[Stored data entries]
++++++++++++++++++++

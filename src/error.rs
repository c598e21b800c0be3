use crate::transport::TransportError;
use std::sync::Arc;
use thiserror::Error;

/// Structured error context for better error handling and debugging.
#[derive(Debug, Clone, PartialEq, Eq)]
pub struct ErrorContext {
    /// Field path or configuration key that caused the error (e.g., "rate_limit.window_ms")
    pub field_path: Option<String>,
    /// Additional context about the error (e.g., expected type, actual value)
    pub details: Option<String>,
    /// Source of the error (e.g., "config_loader", "url_resolver")
    pub source: Option<String>,
}

impl ErrorContext {
    pub fn new() -> Self {
        Self {
            field_path: None,
            details: None,
            source: None,
        }
    }

    pub fn with_field_path(mut self, path: impl Into<String>) -> Self {
        self.field_path = Some(path.into());
        self
    }

    pub fn with_details(mut self, details: impl Into<String>) -> Self {
        self.details = Some(details.into());
        self
    }

    pub fn with_source(mut self, source: impl Into<String>) -> Self {
        self.source = Some(source.into());
        self
    }
}

impl Default for ErrorContext {
    fn default() -> Self {
        Self::new()
    }
}

/// Unified error type for request orchestration.
///
/// Errors are `Clone` because every caller that joined a deduplicated request
/// receives the same settled outcome.
#[derive(Debug, Clone, Error)]
pub enum Error {
    #[error("Network transport error: {0}")]
    Transport(#[from] TransportError),

    #[error("Request timed out after {timeout_ms}ms")]
    Timeout { timeout_ms: u64 },

    #[error("HTTP {status}: {status_text}")]
    Status { status: u16, status_text: String },

    #[error("Decode error ({content_type}): {message}")]
    Decode {
        content_type: String,
        message: String,
    },

    #[error("Configuration error: {message}{}", format_context(.context))]
    Configuration {
        message: String,
        context: ErrorContext,
    },

    #[error("Serialization error: {0}")]
    Serialization(Arc<serde_json::Error>),

    #[error("Runtime error: {message}{}", format_context(.context))]
    Runtime {
        message: String,
        context: ErrorContext,
    },
}

impl From<serde_json::Error> for Error {
    fn from(err: serde_json::Error) -> Self {
        Error::Serialization(Arc::new(err))
    }
}

// Helper function to format error context for display
fn format_context(ctx: &ErrorContext) -> String {
    let mut parts = Vec::new();
    if let Some(ref field) = ctx.field_path {
        parts.push(format!("field: {}", field));
    }
    if let Some(ref details) = ctx.details {
        parts.push(format!("details: {}", details));
    }
    if let Some(ref source) = ctx.source {
        parts.push(format!("source: {}", source));
    }
    if parts.is_empty() {
        String::new()
    } else {
        format!(" ({})", parts.join(", "))
    }
}

/// Client errors that a retry cannot fix.
const NON_RETRYABLE_STATUS: [u16; 4] = [400, 401, 403, 404];

impl Error {
    /// Create a new runtime error with structured context
    pub fn runtime_with_context(msg: impl Into<String>, context: ErrorContext) -> Self {
        Error::Runtime {
            message: msg.into(),
            context,
        }
    }

    /// Create a new configuration error with structured context
    pub fn configuration_with_context(msg: impl Into<String>, context: ErrorContext) -> Self {
        Error::Configuration {
            message: msg.into(),
            context,
        }
    }

    pub fn decode(content_type: impl Into<String>, message: impl Into<String>) -> Self {
        Error::Decode {
            content_type: content_type.into(),
            message: message.into(),
        }
    }

    /// Whether repeating the attempt could change the outcome.
    ///
    /// Timeouts, aborts, decode failures and 400/401/403/404 responses are final.
    /// Other HTTP statuses and connection-level failures are retried.
    pub fn is_retryable(&self) -> bool {
        match self {
            Error::Transport(TransportError::Aborted) => false,
            Error::Transport(_) => true,
            Error::Status { status, .. } => !NON_RETRYABLE_STATUS.contains(status),
            Error::Timeout { .. }
            | Error::Decode { .. }
            | Error::Configuration { .. }
            | Error::Serialization(_)
            | Error::Runtime { .. } => false,
        }
    }

    /// HTTP status carried by the error, if a response was received.
    pub fn status(&self) -> Option<u16> {
        match self {
            Error::Status { status, .. } => Some(*status),
            _ => None,
        }
    }

    /// Extract error context if available
    pub fn context(&self) -> Option<&ErrorContext> {
        match self {
            Error::Configuration { context, .. } | Error::Runtime { context, .. } => Some(context),
            _ => None,
        }
    }
}

#[cfg(test)]
mod tests {
    use super::*;

    fn status(code: u16) -> Error {
        Error::Status {
            status: code,
            status_text: "x".into(),
        }
    }

    #[test]
    fn test_client_errors_are_final() {
        for code in [400, 401, 403, 404] {
            assert!(!status(code).is_retryable(), "{} should not retry", code);
        }
    }

    #[test]
    fn test_other_statuses_retry() {
        for code in [408, 409, 429, 500, 502, 503] {
            assert!(status(code).is_retryable(), "{} should retry", code);
        }
    }

    #[test]
    fn test_timeout_and_abort_are_final() {
        assert!(!Error::Timeout { timeout_ms: 10 }.is_retryable());
        assert!(!Error::Transport(TransportError::Aborted).is_retryable());
        assert!(Error::Transport(TransportError::Other("reset".into())).is_retryable());
        assert!(!Error::decode("application/json", "eof").is_retryable());
    }

    #[test]
    fn test_status_display() {
        let err = Error::Status {
            status: 404,
            status_text: "Not Found".into(),
        };
        assert_eq!(err.to_string(), "HTTP 404: Not Found");
        assert_eq!(err.status(), Some(404));
    }

    #[test]
    fn test_context_formatting() {
        let err = Error::configuration_with_context(
            "window must be positive",
            ErrorContext::new()
                .with_field_path("rate_limit.window_ms")
                .with_source("config"),
        );
        assert_eq!(
            err.to_string(),
            "Configuration error: window must be positive (field: rate_limit.window_ms, source: config)"
        );
        assert!(err.context().is_some());
    }
}
//! Request-side types: HTTP method and per-call options.

use serde::{Deserialize, Serialize};
use std::collections::HashMap;
use std::fmt;
use std::str::FromStr;
use std::time::Duration;

use crate::config::ClientConfig;
use crate::{Error, ErrorContext, Result};

/// HTTP method supported by the client.
#[derive(Debug, Clone, Copy, PartialEq, Eq, Hash, Default, Serialize, Deserialize)]
#[serde(rename_all = "UPPERCASE")]
pub enum Method {
    #[default]
    Get,
    Post,
    Put,
    Delete,
    Patch,
}

impl Method {
    pub fn as_str(&self) -> &'static str {
        match self {
            Method::Get => "GET",
            Method::Post => "POST",
            Method::Put => "PUT",
            Method::Delete => "DELETE",
            Method::Patch => "PATCH",
        }
    }

    /// Only idempotent reads may be served from or written to the cache.
    pub fn is_cacheable(&self) -> bool {
        matches!(self, Method::Get)
    }
}

impl fmt::Display for Method {
    fn fmt(&self, f: &mut fmt::Formatter<'_>) -> fmt::Result {
        f.write_str(self.as_str())
    }
}

impl FromStr for Method {
    type Err = Error;

    fn from_str(s: &str) -> Result<Self> {
        match s.to_ascii_uppercase().as_str() {
            "GET" => Ok(Method::Get),
            "POST" => Ok(Method::Post),
            "PUT" => Ok(Method::Put),
            "DELETE" => Ok(Method::Delete),
            "PATCH" => Ok(Method::Patch),
            other => Err(Error::configuration_with_context(
                format!("unsupported HTTP method: {}", other),
                ErrorContext::new().with_field_path("method"),
            )),
        }
    }
}

/// Per-call request options.
///
/// Every field is optional; unset fields fall back to the client's
/// [`ClientConfig`]. Explicit `Some(false)` / `Some(0)` always win over the
/// client default.
#[derive(Debug, Clone, Default, PartialEq)]
pub struct RequestConfig {
    pub method: Option<Method>,
    /// Overlaid on the client's default headers (names compared case-insensitively).
    pub headers: HashMap<String, String>,
    pub body: Option<serde_json::Value>,
    pub timeout: Option<Duration>,
    /// Additional attempts after the first.
    pub retries: Option<u32>,
    pub cache: Option<bool>,
    pub cache_ttl: Option<Duration>,
    /// Share one execution with identical concurrent calls.
    ///
    /// `Some(false)` opts this call out of deduplication: it always reaches the
    /// transport, even while an identical call is in flight, so the
    /// one-call-per-key guarantee no longer covers it.
    pub dedupe: Option<bool>,
}

impl RequestConfig {
    pub fn new() -> Self {
        Self::default()
    }

    pub fn with_method(mut self, method: Method) -> Self {
        self.method = Some(method);
        self
    }

    pub fn with_header(mut self, name: impl Into<String>, value: impl Into<String>) -> Self {
        self.headers.insert(name.into(), value.into());
        self
    }

    pub fn with_headers(mut self, headers: HashMap<String, String>) -> Self {
        self.headers.extend(headers);
        self
    }

    pub fn with_body(mut self, body: serde_json::Value) -> Self {
        self.body = Some(body);
        self
    }

    /// Serialize any value as the JSON request body.
    pub fn with_json<T: Serialize + ?Sized>(self, body: &T) -> Result<Self> {
        Ok(self.with_body(serde_json::to_value(body)?))
    }

    pub fn with_timeout(mut self, timeout: Duration) -> Self {
        self.timeout = Some(timeout);
        self
    }

    pub fn with_retries(mut self, retries: u32) -> Self {
        self.retries = Some(retries);
        self
    }

    pub fn with_cache(mut self, enabled: bool) -> Self {
        self.cache = Some(enabled);
        self
    }

    pub fn with_cache_ttl(mut self, ttl: Duration) -> Self {
        self.cache_ttl = Some(ttl);
        self
    }

    pub fn with_dedupe(mut self, enabled: bool) -> Self {
        self.dedupe = Some(enabled);
        self
    }

    /// Merge over client defaults.
    pub(crate) fn resolve(self, defaults: &ClientConfig) -> ResolvedRequest {
        let mut headers = defaults.default_headers.clone();
        merge_headers(&mut headers, self.headers);
        ResolvedRequest {
            method: self.method.unwrap_or_default(),
            headers,
            body: self.body,
            timeout: self.timeout.unwrap_or(defaults.timeout),
            retries: self.retries.unwrap_or(defaults.retries),
            cache: self.cache.unwrap_or(defaults.cache),
            cache_ttl: self.cache_ttl.unwrap_or(defaults.cache_ttl),
            dedupe: self.dedupe.unwrap_or(defaults.dedupe),
        }
    }
}

/// Request options with every default applied.
#[derive(Debug, Clone, PartialEq)]
pub(crate) struct ResolvedRequest {
    pub method: Method,
    pub headers: HashMap<String, String>,
    pub body: Option<serde_json::Value>,
    pub timeout: Duration,
    pub retries: u32,
    pub cache: bool,
    pub cache_ttl: Duration,
    pub dedupe: bool,
}

impl ResolvedRequest {
    /// Whether this call may read and write the response cache.
    pub fn is_cacheable(&self) -> bool {
        self.cache && self.method.is_cacheable()
    }
}

/// Overlay `overlay` onto `base`, replacing entries whose names match ignoring case.
pub(crate) fn merge_headers(base: &mut HashMap<String, String>, overlay: HashMap<String, String>) {
    for (name, value) in overlay {
        base.retain(|existing, _| !existing.eq_ignore_ascii_case(&name));
        base.insert(name, value);
    }
}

++++++++++++++++++++

**Your goal:**
If a line in the records holds the string "TransportError", copy it.

**Result below:**
use crate::transport::TransportError;
    Transport(#[from] TransportError),
            Error::Transport(TransportError::Aborted) => false,
        assert!(!Error::Transport(TransportError::Aborted).is_retryable());
        assert!(Error::Transport(TransportError::Other("reset".into())).is_retryable());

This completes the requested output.